- _INSTRUCTIONS FOR THE TASK_
Tally up every line in the records beneath that has "accumulator", and write down only the total.

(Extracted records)
# # #

use arrayvec::ArrayVec;

use crate::{
    chess::{board::Board, chessmove::Move},
    historytable::{
        ButterflyHistory, CaptureHistory, ContHistIndex, ContinuationHistory, CorrectionHistory,
        CounterMoveTable, KillerTable, PawnHistory,
    },
    nnue::{accumulator::NnueState, network::NetworkParams},
    transpositiontable::TTView,
    util::MAX_PLY,
};

/// The principal variation collected at a root search.
#[derive(Clone, Default)]
pub struct PVariation {
    pub moves: ArrayVec<Move, MAX_PLY>,
    pub score: i32,
}

impl PVariation {
    pub fn load_from(&mut self, m: Move, rest: &Self) {
        self.moves.clear();
        self.moves.push(m);
        self.moves
            .try_extend_from_slice(&rest.moves)
            .expect("PV overflowed");
        self.score = rest.score;
    }
}

/// Per-ply search state, addressed by height.
#[derive(Clone, Copy, Default)]
pub struct SearchStackEntry {
    pub eval: i32,
    pub current_move: Option<Move>,
    pub conthist_index: ContHistIndex,
    pub in_check: bool,
}

/// Everything a worker owns privately: its board copy, accumulator
/// stacks, histories, and per-ply stack. The transposition table view
/// and network weights are the only shared references.
pub struct ThreadData<'a> {
    pub thread_id: usize,
    pub board: Board,
    pub nnue: Box<NnueState>,

    pub main_history: Box<ButterflyHistory>,
    pub tactical_history: Box<CaptureHistory>,
    pub continuation_history: Box<ContinuationHistory>,
    pub pawn_history: Box<PawnHistory>,
    pub counter_moves: Box<CounterMoveTable>,
    pub correction_history: Box<CorrectionHistory>,
    pub killers: Box<KillerTable>,

    pub ss: Vec<SearchStackEntry>,
    pub pv: PVariation,

    pub tt: TTView<'a>,
    pub params: &'a NetworkParams,

    /// Nodes searched by this worker alone.
    pub nodes: u64,
    pub best_move: Option<Move>,
    pub best_score: i32,
    pub completed_depth: i32,
}

impl<'a> ThreadData<'a> {
    pub fn new(thread_id: usize, board: &Board, tt: TTView<'a>, params: &'a NetworkParams) -> Self {
        let mut nnue = Box::new(NnueState::new());
        nnue.reset(board, params);
        Self {
            thread_id,
            board: board.clone(),
            nnue,
            main_history: ButterflyHistory::boxed(),
            tactical_history: CaptureHistory::boxed(),
            continuation_history: ContinuationHistory::boxed(),
            pawn_history: PawnHistory::boxed(),
            counter_moves: CounterMoveTable::boxed(),
            correction_history: CorrectionHistory::boxed(),
            killers: KillerTable::boxed(),
            ss: vec![SearchStackEntry::default(); MAX_PLY],
            pv: PVariation::default(),
            tt,
            params,
            nodes: 0,
            best_move: None,
            best_score: 0,
            completed_depth: 0,
        }
    }

    /// Hands the history tables back to the worker so they stay warm
    /// across consecutive searches of the same game.
    pub fn take_histories(&mut self) -> HistoryStore {
        HistoryStore {
            main_history: std::mem::replace(&mut self.main_history, ButterflyHistory::boxed()),
            tactical_history: std::mem::replace(
                &mut self.tactical_history,
                CaptureHistory::boxed(),
            ),
            continuation_history: std::mem::replace(
                &mut self.continuation_history,
                ContinuationHistory::boxed(),
            ),
            pawn_history: std::mem::replace(&mut self.pawn_history, PawnHistory::boxed()),
            counter_moves: std::mem::replace(&mut self.counter_moves, CounterMoveTable::boxed()),
            correction_history: std::mem::replace(
                &mut self.correction_history,
                CorrectionHistory::boxed(),
            ),
            killers: std::mem::replace(&mut self.killers, KillerTable::boxed()),
        }
    }

    pub fn install_histories(&mut self, store: HistoryStore) {
        self.main_history = store.main_history;
        self.tactical_history = store.tactical_history;
        self.continuation_history = store.continuation_history;
        self.pawn_history = store.pawn_history;
        self.counter_moves = store.counter_moves;
        self.correction_history = store.correction_history;
        self.killers = store.killers;
    }

    pub const fn is_main(&self) -> bool {
        self.thread_id == 0
    }
}

/// The history tables of one worker, parked between searches.
pub struct HistoryStore {
    pub main_history: Box<ButterflyHistory>,
    pub tactical_history: Box<CaptureHistory>,
    pub continuation_history: Box<ContinuationHistory>,
    pub pawn_history: Box<PawnHistory>,
    pub counter_moves: Box<CounterMoveTable>,
    pub correction_history: Box<CorrectionHistory>,
    pub killers: Box<KillerTable>,
}

impl HistoryStore {
    /// Zeroes every table, as a new game demands.
    pub fn clear(&mut self) {
        self.main_history.clear();
        self.tactical_history.clear();
        self.continuation_history.clear();
        self.pawn_history.clear();
        self.counter_moves.clear();
        self.correction_history.clear();
        self.killers.clear();
    }
}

# # #

- _THE ANSWER_
2